--- WORK REQUIRED ---
Copy each line of the records that holds the string "route".
** Opening RECORDS SHOWN block **
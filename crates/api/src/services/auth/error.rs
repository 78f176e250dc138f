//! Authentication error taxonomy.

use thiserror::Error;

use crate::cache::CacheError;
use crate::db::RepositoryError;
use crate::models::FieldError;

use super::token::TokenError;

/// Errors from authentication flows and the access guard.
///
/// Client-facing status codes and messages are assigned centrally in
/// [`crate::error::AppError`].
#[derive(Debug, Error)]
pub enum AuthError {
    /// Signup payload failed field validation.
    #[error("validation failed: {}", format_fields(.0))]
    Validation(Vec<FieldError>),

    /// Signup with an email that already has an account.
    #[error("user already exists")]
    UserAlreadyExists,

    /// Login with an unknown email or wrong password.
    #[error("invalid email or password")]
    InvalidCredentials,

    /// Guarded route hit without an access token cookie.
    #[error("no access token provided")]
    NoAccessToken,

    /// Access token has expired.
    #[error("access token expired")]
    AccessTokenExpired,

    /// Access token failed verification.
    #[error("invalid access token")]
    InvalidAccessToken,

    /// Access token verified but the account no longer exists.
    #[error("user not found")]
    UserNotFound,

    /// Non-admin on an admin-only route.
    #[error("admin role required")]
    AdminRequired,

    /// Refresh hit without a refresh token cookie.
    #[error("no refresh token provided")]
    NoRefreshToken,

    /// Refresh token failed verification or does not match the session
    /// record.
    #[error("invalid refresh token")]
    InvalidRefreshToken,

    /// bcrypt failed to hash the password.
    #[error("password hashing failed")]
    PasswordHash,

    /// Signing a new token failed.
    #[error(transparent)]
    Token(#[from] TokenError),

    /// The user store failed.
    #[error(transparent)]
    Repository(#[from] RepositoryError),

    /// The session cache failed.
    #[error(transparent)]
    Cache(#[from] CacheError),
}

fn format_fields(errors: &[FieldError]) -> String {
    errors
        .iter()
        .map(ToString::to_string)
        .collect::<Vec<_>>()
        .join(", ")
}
** Closing RECORDS SHOWN block **
** Opening RECORDS SHOWN block **
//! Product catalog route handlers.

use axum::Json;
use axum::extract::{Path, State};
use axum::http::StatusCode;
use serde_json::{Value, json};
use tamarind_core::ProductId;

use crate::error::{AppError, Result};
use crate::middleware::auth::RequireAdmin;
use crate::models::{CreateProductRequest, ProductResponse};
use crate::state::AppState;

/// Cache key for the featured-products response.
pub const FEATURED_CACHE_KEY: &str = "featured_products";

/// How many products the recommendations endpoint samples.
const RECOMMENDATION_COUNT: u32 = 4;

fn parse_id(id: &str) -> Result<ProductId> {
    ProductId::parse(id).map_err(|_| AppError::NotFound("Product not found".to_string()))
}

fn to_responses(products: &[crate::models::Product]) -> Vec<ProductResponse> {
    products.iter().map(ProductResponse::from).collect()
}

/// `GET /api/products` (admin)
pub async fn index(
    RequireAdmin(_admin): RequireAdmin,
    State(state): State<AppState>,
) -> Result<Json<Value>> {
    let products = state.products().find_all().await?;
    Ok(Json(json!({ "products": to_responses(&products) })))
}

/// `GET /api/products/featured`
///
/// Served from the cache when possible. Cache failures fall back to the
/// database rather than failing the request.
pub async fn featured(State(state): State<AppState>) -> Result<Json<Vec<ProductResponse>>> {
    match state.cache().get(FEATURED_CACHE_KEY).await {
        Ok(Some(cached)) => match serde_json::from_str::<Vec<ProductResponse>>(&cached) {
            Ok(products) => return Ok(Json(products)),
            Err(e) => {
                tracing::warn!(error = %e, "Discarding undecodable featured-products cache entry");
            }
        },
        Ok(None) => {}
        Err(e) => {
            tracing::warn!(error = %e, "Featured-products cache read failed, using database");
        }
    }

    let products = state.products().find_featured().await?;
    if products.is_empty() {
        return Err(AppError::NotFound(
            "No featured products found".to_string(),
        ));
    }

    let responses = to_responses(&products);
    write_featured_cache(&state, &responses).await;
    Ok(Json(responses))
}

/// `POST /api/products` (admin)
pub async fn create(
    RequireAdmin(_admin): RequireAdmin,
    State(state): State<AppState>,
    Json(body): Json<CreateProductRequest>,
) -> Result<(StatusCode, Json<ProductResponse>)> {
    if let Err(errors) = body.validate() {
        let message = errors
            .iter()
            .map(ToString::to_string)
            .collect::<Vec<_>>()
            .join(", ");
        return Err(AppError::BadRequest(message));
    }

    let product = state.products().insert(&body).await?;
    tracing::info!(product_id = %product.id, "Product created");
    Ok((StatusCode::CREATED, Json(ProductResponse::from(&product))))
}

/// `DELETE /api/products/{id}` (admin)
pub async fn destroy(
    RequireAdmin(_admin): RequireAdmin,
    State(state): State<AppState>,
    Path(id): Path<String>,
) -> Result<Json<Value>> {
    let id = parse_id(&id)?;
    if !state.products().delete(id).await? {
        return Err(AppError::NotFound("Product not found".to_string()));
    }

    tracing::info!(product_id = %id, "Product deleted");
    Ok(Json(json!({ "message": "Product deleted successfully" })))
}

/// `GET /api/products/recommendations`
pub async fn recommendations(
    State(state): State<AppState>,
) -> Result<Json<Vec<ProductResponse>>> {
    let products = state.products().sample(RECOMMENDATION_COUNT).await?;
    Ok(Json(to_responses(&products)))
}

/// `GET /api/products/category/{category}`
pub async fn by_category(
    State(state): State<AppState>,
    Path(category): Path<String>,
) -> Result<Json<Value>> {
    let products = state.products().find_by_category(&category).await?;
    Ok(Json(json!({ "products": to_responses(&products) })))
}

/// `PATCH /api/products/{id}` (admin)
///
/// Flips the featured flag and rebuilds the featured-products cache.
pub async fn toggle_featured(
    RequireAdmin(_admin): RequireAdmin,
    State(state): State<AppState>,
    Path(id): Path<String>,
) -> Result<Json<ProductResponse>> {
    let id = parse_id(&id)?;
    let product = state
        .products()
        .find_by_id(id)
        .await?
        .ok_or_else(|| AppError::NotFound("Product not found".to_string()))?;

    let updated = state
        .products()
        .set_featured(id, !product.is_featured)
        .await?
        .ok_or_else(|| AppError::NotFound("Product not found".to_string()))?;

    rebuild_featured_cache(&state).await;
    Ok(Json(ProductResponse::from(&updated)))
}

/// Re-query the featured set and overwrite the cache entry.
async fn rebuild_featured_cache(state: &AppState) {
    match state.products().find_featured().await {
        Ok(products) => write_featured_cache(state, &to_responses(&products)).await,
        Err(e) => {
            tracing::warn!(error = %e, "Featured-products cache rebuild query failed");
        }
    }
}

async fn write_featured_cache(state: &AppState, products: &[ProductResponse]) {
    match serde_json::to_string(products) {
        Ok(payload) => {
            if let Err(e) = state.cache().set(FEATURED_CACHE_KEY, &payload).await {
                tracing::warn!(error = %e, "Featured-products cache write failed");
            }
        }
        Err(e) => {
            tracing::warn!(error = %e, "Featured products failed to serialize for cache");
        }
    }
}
** Closing RECORDS SHOWN block **
--- ANSWER AREA ---
    /// Guarded route hit without an access token cookie.
    /// Non-admin on an admin-only route.
//! Product catalog route handlers.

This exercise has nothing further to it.